At first I thought it was a joke as the first place I found it was here, almost at the bottom of the page
Double Double - The Story of the Zwillingsbiber Beaver > Vintage Wings of Canada

But then I also found it here...
Strange Aircraft: Fouga CM.88 Gemeaux - Diseno-art

Reactions: Like Like:
1 | Like List reactions


----------



## GregP (Feb 16, 2017)

Thanks!

I was goling to look for it, but didn't have time this evening.

Always nice to ID another one, courtesy of forum friends.

Here's one I believe is one of the ugliest to date that I have come across:

http://farm7.staticflickr.com/6227/6302417282_2dfcce6366_o.jpg

I remember Rodney Dangerfield once told the jokje, "I was so ugly that when I was born, the Doctor slapped my mother!" This one reminds me of that one.

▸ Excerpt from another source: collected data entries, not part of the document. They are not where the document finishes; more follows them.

//! Input and output field bags exchanged with the form layer
use serde::{Deserialize, Serialize};
use serde_json::Value;
use std::collections::{BTreeMap, BTreeSet};

/// Two numbers closer than this are the same value for change detection.
pub const EQUIVALENCE_EPSILON: f64 = 1e-9;

/// A raw value entered by an operator.
#[derive(Debug, Clone, PartialEq, Serialize, Deserialize, minicbor::Encode, minicbor::Decode)]
#[serde(untagged)]
pub enum FieldValue {
    #[n(0)]
    Number(#[n(0)] f64),
    #[n(1)]
    Text(#[n(0)] String),
    #[n(2)]
    Null,
}

impl FieldValue {
    /// Numeric reading of the value. Null, blank or non-numeric text and
    /// non-finite numbers are all unset.
    pub fn as_number(&self) -> Option<f64> {
        match self {
            FieldValue::Number(n) if n.is_finite() => Some(*n),
            FieldValue::Number(_) => None,
            FieldValue::Text(s) => parse_number(s),
            FieldValue::Null => None,
        }
    }

    /// Trimmed string form used for equivalence checks. Null renders empty.
    pub fn display_form(&self) -> String {
        match self {
            FieldValue::Number(n) => n.to_string(),
            FieldValue::Text(s) => s.trim().to_string(),
            FieldValue::Null => String::new(),
        }
    }
}

impl From<f64> for FieldValue {
    fn from(value: f64) -> Self {
        FieldValue::Number(value)
    }
}

impl From<&str> for FieldValue {
    fn from(value: &str) -> Self {
        FieldValue::Text(value.to_string())
    }
}

impl From<String> for FieldValue {
    fn from(value: String) -> Self {
        FieldValue::Text(value)
    }
}

impl From<Option<f64>> for FieldValue {
    fn from(value: Option<f64>) -> Self {
        value.map_or(FieldValue::Null, FieldValue::Number)
    }
}

fn parse_number(raw: &str) -> Option<f64> {
    let trimmed = raw.trim();
    if trimmed.is_empty() {
        return None;
    }
    trimmed.parse::<f64>().ok().filter(|n| n.is_finite())
}

/// Strict equality, equal trimmed string forms, or numerically equal within
/// [`EQUIVALENCE_EPSILON`].
pub fn are_equivalent(a: &FieldValue, b: &FieldValue) -> bool {
    if a == b || a.display_form() == b.display_form() {
        return true;
    }
    match (a.as_number(), b.as_number()) {
        (Some(x), Some(y)) => (x - y).abs() < EQUIVALENCE_EPSILON,
        _ => false,
    }
}

/// Operator entry for one form: field path to raw value.
#[derive(
    Debug, Clone, Default, PartialEq, Serialize, Deserialize, minicbor::Encode, minicbor::Decode,
)]
#[serde(transparent)]
pub struct InputBag {
    #[n(0)]
    fields: BTreeMap<String, FieldValue>,
}

impl InputBag {
    pub fn new() -> Self {
        Self::default()
    }
    pub fn set(mut self, path: &str, value: impl Into<FieldValue>) -> Self {
        self.insert(path, value);
        self
    }
    pub fn insert(&mut self, path: &str, value: impl Into<FieldValue>) {
        self.fields.insert(path.to_string(), value.into());
    }
    pub fn remove(&mut self, path: &str) -> Option<FieldValue> {
        self.fields.remove(path)
    }
    pub fn get(&self, path: &str) -> Option<&FieldValue> {
        self.fields.get(path)
    }
    /// Numeric value at `path`, `None` when absent or unset.
    pub fn number(&self, path: &str) -> Option<f64> {
        self.fields.get(path).and_then(FieldValue::as_number)
    }
    pub fn iter(&self) -> impl Iterator<Item = (&String, &FieldValue)> {
        self.fields.iter()
    }
    pub fn len(&self) -> usize {
        self.fields.len()
    }
    pub fn is_empty(&self) -> bool {
        self.fields.is_empty()
    }

    /// Flatten a nested JSON document into dotted paths. Array elements use
    /// their index as a path segment.
    pub fn from_json(value: &Value) -> Self {
        let mut bag = Self::new();
        flatten_into(&mut bag.fields, "", value);
        bag
    }

    /// Write every derived field over the raw entry, unset outputs as null.
    pub fn merge_outputs(&mut self, outputs: &OutputBag) {
        for (path, value) in outputs.iter() {
            let value = match value {
                Some(text) => FieldValue::Text(text.clone()),
                None => FieldValue::Null,
            };
            self.fields.insert(path.clone(), value);
        }
    }
}

fn join_path(prefix: &str, segment: &str) -> String {
    if prefix.is_empty() {
        segment.to_string()
    } else {
        format!("{prefix}.{segment}")
    }
}

fn flatten_into(out: &mut BTreeMap<String, FieldValue>, prefix: &str, value: &Value) {
    let leaf = match value {
        Value::Object(map) => {
            for (key, nested) in map {
                flatten_into(out, &join_path(prefix, key), nested);
            }
            return;
        }
        Value::Array(items) => {
            for (index, nested) in items.iter().enumerate() {
                flatten_into(out, &join_path(prefix, &index.to_string()), nested);
            }
            return;
        }
        Value::Null => FieldValue::Null,
        Value::Bool(b) => FieldValue::Text(b.to_string()),
        Value::Number(n) => n.as_f64().map_or(FieldValue::Null, FieldValue::Number),
        Value::String(s) => FieldValue::Text(s.clone()),
    };
    // a bare scalar has no path to live under
    if !prefix.is_empty() {
        out.insert(prefix.to_string(), leaf);
    }
}

/// Paths whose values differ between two entries. A path present on only
/// one side is always dirty, even when its value is blank.
pub fn dirty_fields(previous: &InputBag, current: &InputBag) -> Vec<String> {
    let keys: BTreeSet<&String> = previous.fields.keys().chain(current.fields.keys()).collect();

    keys.into_iter()
        .filter(|key| match (previous.fields.get(*key), current.fields.get(*key)) {
            (Some(before), Some(after)) => !are_equivalent(before, after),
            _ => true,
        })
        .cloned()
        .collect()
}

/// Derived fields: path to a fixed-point string, or `None` when the inputs
/// do not determine the value yet.
#[derive(Debug, Clone, Default, PartialEq, Eq, Serialize, Deserialize)]
#[serde(transparent)]
pub struct OutputBag {
    fields: BTreeMap<String, Option<String>>,
}

impl OutputBag {
    pub fn new() -> Self {
        Self::default()
    }
    pub fn insert(&mut self, path: &str, value: Option<String>) {
        self.fields.insert(path.to_string(), value);
    }
    /// The formatted value, `None` when the field is unset or unknown.
    pub fn get(&self, path: &str) -> Option<&str> {
        self.fields.get(path).and_then(|v| v.as_deref())
    }
    pub fn contains(&self, path: &str) -> bool {
        self.fields.contains_key(path)
    }
    pub fn is_null(&self, path: &str) -> bool {
        matches!(self.fields.get(path), Some(None))
    }
    pub fn iter(&self) -> impl Iterator<Item = (&String, &Option<String>)> {
        self.fields.iter()
    }
    pub fn len(&self) -> usize {
        self.fields.len()
    }
    pub fn is_empty(&self) -> bool {
        self.fields.is_empty()
    }
    pub fn to_json(&self) -> Value {
        let map = self
            .fields
            .iter()
            .map(|(path, value)| (path.clone(), value.clone().map_or(Value::Null, Value::String)))
            .collect();
        Value::Object(map)
    }
}

#[cfg(test)]
mod tests {
    use super::*;
    use serde_json::json;

    #[test]
    fn number_reads_treat_blank_and_garbage_as_unset() {
        let bag = InputBag::new()
            .set("a", " 12.5 ")
            .set("b", "")
            .set("c", "abc")
            .set("d", f64::NAN)
            .set("e", 4.0)
            .set("f", FieldValue::Null);

        assert_eq!(bag.number("a"), Some(12.5));
        assert_eq!(bag.number("b"), None);
        assert_eq!(bag.number("c"), None);
        assert_eq!(bag.number("d"), None);
        assert_eq!(bag.number("e"), Some(4.0));
        assert_eq!(bag.number("f"), None);
        assert_eq!(bag.number("missing"), None);
    }

    #[test]
    fn from_json_flattens_nested_documents() {
        let doc = json!({
            "rc417Weighting": { "row1": { "rawWeight": 545.5 }, "row2": { "rawWeight": "505" } },
            "checks": [true, null],
            "ncr": { "quantity": null }
        });

        let bag = InputBag::from_json(&doc);

        assert_eq!(bag.number("rc417Weighting.row1.rawWeight"), Some(545.5));
        assert_eq!(bag.number("rc417Weighting.row2.rawWeight"), Some(505.0));
        assert_eq!(bag.get("checks.0"), Some(&FieldValue::Text("true".into())));
        assert_eq!(bag.get("checks.1"), Some(&FieldValue::Null));
        assert_eq!(bag.get("ncr.quantity"), Some(&FieldValue::Null));
        assert_eq!(bag.len(), 5);
    }

    #[test]
    fn equivalence_rules() {
        assert!(are_equivalent(&"1004.00".into(), &"1004".into()));
        assert!(are_equivalent(&FieldValue::Number(1004.0), &"1004".into()));
        assert!(are_equivalent(&" ok ".into(), &"ok".into()));
        assert!(are_equivalent(&FieldValue::Null, &"".into()));
        assert!(!are_equivalent(&"abc".into(), &"abd".into()));
        assert!(!are_equivalent(&"1.5".into(), &"1.6".into()));
    }

    #[test]
    fn dirty_fields_ignores_formatting_only_edits() {
        let before = InputBag::new().set("a", "10").set("b", 2.0).set("c", "x");
        let after = InputBag::new()
            .set("a", "10.000")
            .set("b", 3.0)
            .set("d", "new");

        assert_eq!(dirty_fields(&before, &after), vec!["b", "c", "d"]);
    }

    #[test]
    fn dirty_fields_counts_one_sided_blanks() {
        let before = InputBag::new().set("a", "");
        let after = InputBag::new().set("b", FieldValue::Null);

        assert_eq!(dirty_fields(&before, &after), vec!["a", "b"]);
        assert!(dirty_fields(&before, &before.clone()).is_empty());
    }

    #[test]
    fn merge_outputs_overwrites_derived_paths() {
        let mut outputs = OutputBag::new();
        outputs.insert("total", Some("10.00".into()));
        outputs.insert("rate", None);

        let mut bag = InputBag::new().set("total", "stale").set("raw", 1.0);
        bag.merge_outputs(&outputs);

        assert_eq!(bag.get("total"), Some(&FieldValue::Text("10.00".into())));
        assert_eq!(bag.get("rate"), Some(&FieldValue::Null));
        assert_eq!(bag.number("raw"), Some(1.0));
    }

    #[test]
    fn output_bag_json_keeps_nulls() {
        let mut outputs = OutputBag::new();
        outputs.insert("a", Some("1.0".into()));
        outputs.insert("b", None);

        assert_eq!(outputs.to_json(), json!({ "a": "1.0", "b": null }));
        assert!(outputs.is_null("b"));
        assert!(!outputs.is_null("a"));
        assert!(!outputs.is_null("zzz"));
    }
}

More Rodney, "It has a face that makes a train want to take a dirt road on a rainy night," and the classic, "My sister was so ugly we used to have to tie a roast beef to her to get the dog to play with her."

Reactions: Like Like:
1 | Funny Funny:
1 | Like List reactions


----------



## Graeme (Feb 16, 2017)

GregP said:


> Here's one I believe is one of the ugliest to date that I have come across:
> 
> http://farm7.staticflickr.com/6227/6302417282_2dfcce6366_o.jpg



Hi Greg.
It's the Farman Stork...

Farman F.120T Jabiru (Stork)


----------



## Graeme (Feb 16, 2017)

GregP said:


> A bit strange, but not nearly as ugly as some. They actually built 27 of them, and they were a robust, simple ASW aircraft with the latest airborne radars. Nothing there but what was needed. Not altogetehr a bad idea ... a cheap but effective plane when compared with other offerings.



Another opinion...


----------



## GregP (Feb 16, 2017)

The site where I found it said 27, but 19 sounds a lot better. I wonder why they ever made the second one ...

It IS ugly, but not as ugly as the 3-engine monstrosity above it a bit in the posts.


----------



## at6 (Feb 16, 2017)

A couple of those like flying abortions.


----------



## dogsbody (Feb 16, 2017)

The SNCASE SE-100.

Reactions: Like Like:
1 | Like List reactions


----------



## KiwiBiggles (Feb 17, 2017)

dogsbody said:


> The SNCASE SE-100.



I suspect that an undercarriage manufacturer had a spare and extremely complicated nosewheel design, and asked SNCASE to wrap an aircraft around it.

Reactions: Funny Funny:
1 | Like List reactions


----------



## GregP (Feb 17, 2017)

I always wondered about that aircraft. But, you have to admit that of the tail is strong enough to handle unprepared field landings, it's probably stronger than any OTHER design's tail. It certainly won't "nose over" with any ease. I suspect that if it did, nobody would survive because it would have hit a boulder or something similar.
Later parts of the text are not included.